DATA SUPPLIED:
// SPDX-FileCopyrightText: 2026 Quill Contributors
// SPDX-License-Identifier: MIT OR Apache-2.0

//! Message CRUD operations.

use quill_core::QuillError;
use quill_core::types::{ContentBlock, Message, MessageStatus, now_timestamp};
use rusqlite::{OptionalExtension, Row, params};

use crate::database::{Database, DbError, map_tr_err};
use crate::queries::{json_column, parse_column};

const MESSAGE_COLUMNS: &str =
    "id, thread_id, request_id, role, status, blocks, created_at, updated_at";

fn row_to_message(row: &Row<'_>) -> rusqlite::Result<Message> {
    Ok(Message {
        id: row.get(0)?,
        thread_id: row.get(1)?,
        request_id: row.get(2)?,
        role: parse_column(row, 3)?,
        status: parse_column(row, 4)?,
        blocks: json_column(row, 5)?,
        created_at: row.get(6)?,
        updated_at: row.get(7)?,
    })
}

/// Insert a new message.
pub async fn insert_message(db: &Database, msg: &Message) -> Result<(), QuillError> {
    let msg = msg.clone();
    db.connection()
        .call(move |conn| -> Result<(), DbError> {
            conn.execute(
                "INSERT INTO messages (id, thread_id, request_id, role, status, blocks, created_at, updated_at)
                 VALUES (?1, ?2, ?3, ?4, ?5, ?6, ?7, ?8)",
                params![
                    msg.id,
                    msg.thread_id,
                    msg.request_id,
                    msg.role.to_string(),
                    msg.status.to_string(),
                    serde_json::to_string(&msg.blocks)?,
                    msg.created_at,
                    msg.updated_at,
                ],
            )?;
            Ok(())
        })
        .await
        .map_err(map_tr_err)
}

/// Get a message by ID.
pub async fn get_message(db: &Database, id: &str) -> Result<Option<Message>, QuillError> {
    let id = id.to_string();
    db.connection()
        .call(move |conn| -> Result<Option<Message>, DbError> {
            let msg = conn
                .query_row(
                    &format!("SELECT {MESSAGE_COLUMNS} FROM messages WHERE id = ?1"),
                    params![id],
                    row_to_message,
                )
                .optional()?;
            Ok(msg)
        })
        .await
        .map_err(map_tr_err)
}

/// Replace a message's blocks and status.
pub async fn update_message(
    db: &Database,
    id: &str,
    blocks: &[ContentBlock],
    status: MessageStatus,
) -> Result<(), QuillError> {
    let id = id.to_string();
    let blocks = serde_json::to_string(blocks).map_err(|e| QuillError::Storage {
        source: Box::new(e),
    })?;
    db.connection()
        .call(move |conn| -> Result<(), DbError> {
            let changed = conn.execute(
                "UPDATE messages SET blocks = ?2, status = ?3, updated_at = ?4 WHERE id = ?1",
                params![id, blocks, status.to_string(), now_timestamp()],
            )?;
            if changed == 0 {
                return Err(QuillError::not_found("message", &id).into());
            }
            Ok(())
        })
        .await
        .map_err(map_tr_err)
}

/// Messages of a thread in insertion order.
pub async fn list_thread_messages(db: &Database, thread_id: &str) -> Result<Vec<Message>, QuillError> {
    let thread_id = thread_id.to_string();
    db.connection()
        .call(move |conn| -> Result<Vec<Message>, DbError> {
            let mut stmt = conn.prepare(&format!(
                "SELECT {MESSAGE_COLUMNS} FROM messages
                 WHERE thread_id = ?1 ORDER BY created_at ASC, rowid ASC"
            ))?;
            let rows = stmt
                .query_map(params![thread_id], row_to_message)?
                .collect::<Result<Vec<_>, _>>()?;
            Ok(rows)
        })
        .await
        .map_err(map_tr_err)
}

#[cfg(test)]
mod tests {
    use super::*;
    use quill_core::types::MessageRole;
    use tempfile::tempdir;

    async fn setup_db() -> (Database, tempfile::TempDir) {
        let dir = tempdir().unwrap();
        let db = Database::open(dir.path().join("test.db").to_str().unwrap())
            .await
            .unwrap();
        (db, dir)
    }

    fn assistant(id: &str, created_at: &str) -> Message {
        Message {
            id: id.into(),
            thread_id: "t1".into(),
            request_id: Some("r1".into()),
            role: MessageRole::Assistant,
            status: MessageStatus::Streaming,
            blocks: Vec::new(),
            created_at: created_at.into(),
            updated_at: created_at.into(),
        }
    }

    #[tokio::test]
    async fn insert_update_and_read_back() {
        let (db, _dir) = setup_db().await;
        insert_message(&db, &assistant("m1", "2026-01-01T00:00:00.000Z"))
            .await
            .unwrap();

        let blocks = vec![
            ContentBlock::Text {
                text: "Hello world!".into(),
            },
            ContentBlock::ToolUse {
                id: "tc1".into(),
                name: "write_file".into(),
                input: serde_json::json!({"path": "a.txt"}),
            },
        ];
        update_message(&db, "m1", &blocks, MessageStatus::Complete)
            .await
            .unwrap();

        let stored = get_message(&db, "m1").await.unwrap().unwrap();
        assert_eq!(stored.status, MessageStatus::Complete);
        assert_eq!(stored.blocks, blocks);
        assert_eq!(stored.text(), "Hello world!");
        db.close().await.unwrap();
    }

    #[tokio::test]
    async fn thread_listing_is_chronological() {
        let (db, _dir) = setup_db().await;
        insert_message(&db, &assistant("late", "2026-01-01T00:00:02.000Z"))
            .await
            .unwrap();
        insert_message(&db, &assistant("early", "2026-01-01T00:00:01.000Z"))
            .await
            .unwrap();

        let ids: Vec<String> = list_thread_messages(&db, "t1")
            .await
            .unwrap()
            .into_iter()
            .map(|m| m.id)
            .collect();
        assert_eq!(ids, vec!["early", "late"]);
        db.close().await.unwrap();
    }

    #[tokio::test]
    async fn updating_missing_message_is_not_found() {
        let (db, _dir) = setup_db().await;
        let err = update_message(&db, "nope", &[], MessageStatus::Complete)
            .await
            .unwrap_err();
        assert!(matches!(err, QuillError::NotFound { .. }));
        assert!(get_message(&db, "nope").await.unwrap().is_none());
        db.close().await.unwrap();
    }
}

ABOUT THIS TASK: Reproduce the records above in full and with exact wording.

SOLUTION FOR THIS PROBLEM:
// SPDX-FileCopyrightText: 2026 Quill Contributors
// SPDX-License-Identifier: MIT OR Apache-2.0

//! Message CRUD operations.

use quill_core::QuillError;
use quill_core::types::{ContentBlock, Message, MessageStatus, now_timestamp};
use rusqlite::{OptionalExtension, Row, params};

use crate::database::{Database, DbError, map_tr_err};
use crate::queries::{json_column, parse_column};

const MESSAGE_COLUMNS: &str =
    "id, thread_id, request_id, role, status, blocks, created_at, updated_at";

fn row_to_message(row: &Row<'_>) -> rusqlite::Result<Message> {
    Ok(Message {
        id: row.get(0)?,
        thread_id: row.get(1)?,
        request_id: row.get(2)?,
        role: parse_column(row, 3)?,
        status: parse_column(row, 4)?,
        blocks: json_column(row, 5)?,
        created_at: row.get(6)?,
        updated_at: row.get(7)?,
    })
}

/// Insert a new message.
pub async fn insert_message(db: &Database, msg: &Message) -> Result<(), QuillError> {
    let msg = msg.clone();
    db.connection()
        .call(move |conn| -> Result<(), DbError> {
            conn.execute(
                "INSERT INTO messages (id, thread_id, request_id, role, status, blocks, created_at, updated_at)
                 VALUES (?1, ?2, ?3, ?4, ?5, ?6, ?7, ?8)",
                params![
                    msg.id,
                    msg.thread_id,
                    msg.request_id,
                    msg.role.to_string(),
                    msg.status.to_string(),
                    serde_json::to_string(&msg.blocks)?,
                    msg.created_at,
                    msg.updated_at,
                ],
            )?;
            Ok(())
        })
        .await
        .map_err(map_tr_err)
}

/// Get a message by ID.
pub async fn get_message(db: &Database, id: &str) -> Result<Option<Message>, QuillError> {
    let id = id.to_string();
    db.connection()
        .call(move |conn| -> Result<Option<Message>, DbError> {
            let msg = conn
                .query_row(
                    &format!("SELECT {MESSAGE_COLUMNS} FROM messages WHERE id = ?1"),
                    params![id],
                    row_to_message,
                )
                .optional()?;
            Ok(msg)
        })
        .await
        .map_err(map_tr_err)
}

/// Replace a message's blocks and status.
pub async fn update_message(
    db: &Database,
    id: &str,
    blocks: &[ContentBlock],
    status: MessageStatus,
) -> Result<(), QuillError> {
    let id = id.to_string();
    let blocks = serde_json::to_string(blocks).map_err(|e| QuillError::Storage {
        source: Box::new(e),
    })?;
    db.connection()
        .call(move |conn| -> Result<(), DbError> {
            let changed = conn.execute(
                "UPDATE messages SET blocks = ?2, status = ?3, updated_at = ?4 WHERE id = ?1",
                params![id, blocks, status.to_string(), now_timestamp()],
            )?;
            if changed == 0 {
                return Err(QuillError::not_found("message", &id).into());
            }
            Ok(())
        })
        .await
        .map_err(map_tr_err)
}

/// Messages of a thread in insertion order.
pub async fn list_thread_messages(db: &Database, thread_id: &str) -> Result<Vec<Message>, QuillError> {
    let thread_id = thread_id.to_string();
    db.connection()
        .call(move |conn| -> Result<Vec<Message>, DbError> {
            let mut stmt = conn.prepare(&format!(
                "SELECT {MESSAGE_COLUMNS} FROM messages
                 WHERE thread_id = ?1 ORDER BY created_at ASC, rowid ASC"
            ))?;
            let rows = stmt
                .query_map(params![thread_id], row_to_message)?
                .collect::<Result<Vec<_>, _>>()?;
            Ok(rows)
        })
        .await
        .map_err(map_tr_err)
}

#[cfg(test)]
mod tests {
    use super::*;
    use quill_core::types::MessageRole;
    use tempfile::tempdir;

    async fn setup_db() -> (Database, tempfile::TempDir) {
        let dir = tempdir().unwrap();
        let db = Database::open(dir.path().join("test.db").to_str().unwrap())
            .await
            .unwrap();
        (db, dir)
    }

    fn assistant(id: &str, created_at: &str) -> Message {
        Message {
            id: id.into(),
            thread_id: "t1".into(),
            request_id: Some("r1".into()),
            role: MessageRole::Assistant,
            status: MessageStatus::Streaming,
            blocks: Vec::new(),
            created_at: created_at.into(),
            updated_at: created_at.into(),
        }
    }

    #[tokio::test]
    async fn insert_update_and_read_back() {
        let (db, _dir) = setup_db().await;
        insert_message(&db, &assistant("m1", "2026-01-01T00:00:00.000Z"))
            .await
            .unwrap();

        let blocks = vec![
            ContentBlock::Text {
                text: "Hello world!".into(),
            },
            ContentBlock::ToolUse {
                id: "tc1".into(),
                name: "write_file".into(),
                input: serde_json::json!({"path": "a.txt"}),
            },
        ];
        update_message(&db, "m1", &blocks, MessageStatus::Complete)
            .await
            .unwrap();

        let stored = get_message(&db, "m1").await.unwrap().unwrap();
        assert_eq!(stored.status, MessageStatus::Complete);
        assert_eq!(stored.blocks, blocks);
        assert_eq!(stored.text(), "Hello world!");
        db.close().await.unwrap();
    }

    #[tokio::test]
    async fn thread_listing_is_chronological() {
        let (db, _dir) = setup_db().await;
        insert_message(&db, &assistant("late", "2026-01-01T00:00:02.000Z"))
            .await
            .unwrap();
        insert_message(&db, &assistant("early", "2026-01-01T00:00:01.000Z"))
            .await
            .unwrap();

        let ids: Vec<String> = list_thread_messages(&db, "t1")
            .await
            .unwrap()
            .into_iter()
            .map(|m| m.id)
            .collect();
        assert_eq!(ids, vec!["early", "late"]);
        db.close().await.unwrap();
    }

    #[tokio::test]
    async fn updating_missing_message_is_not_found() {
        let (db, _dir) = setup_db().await;
        let err = update_message(&db, "nope", &[], MessageStatus::Complete)
            .await
            .unwrap_err();
        assert!(matches!(err, QuillError::NotFound { .. }));
        assert!(get_message(&db, "nope").await.unwrap().is_none());
        db.close().await.unwrap();
    }
}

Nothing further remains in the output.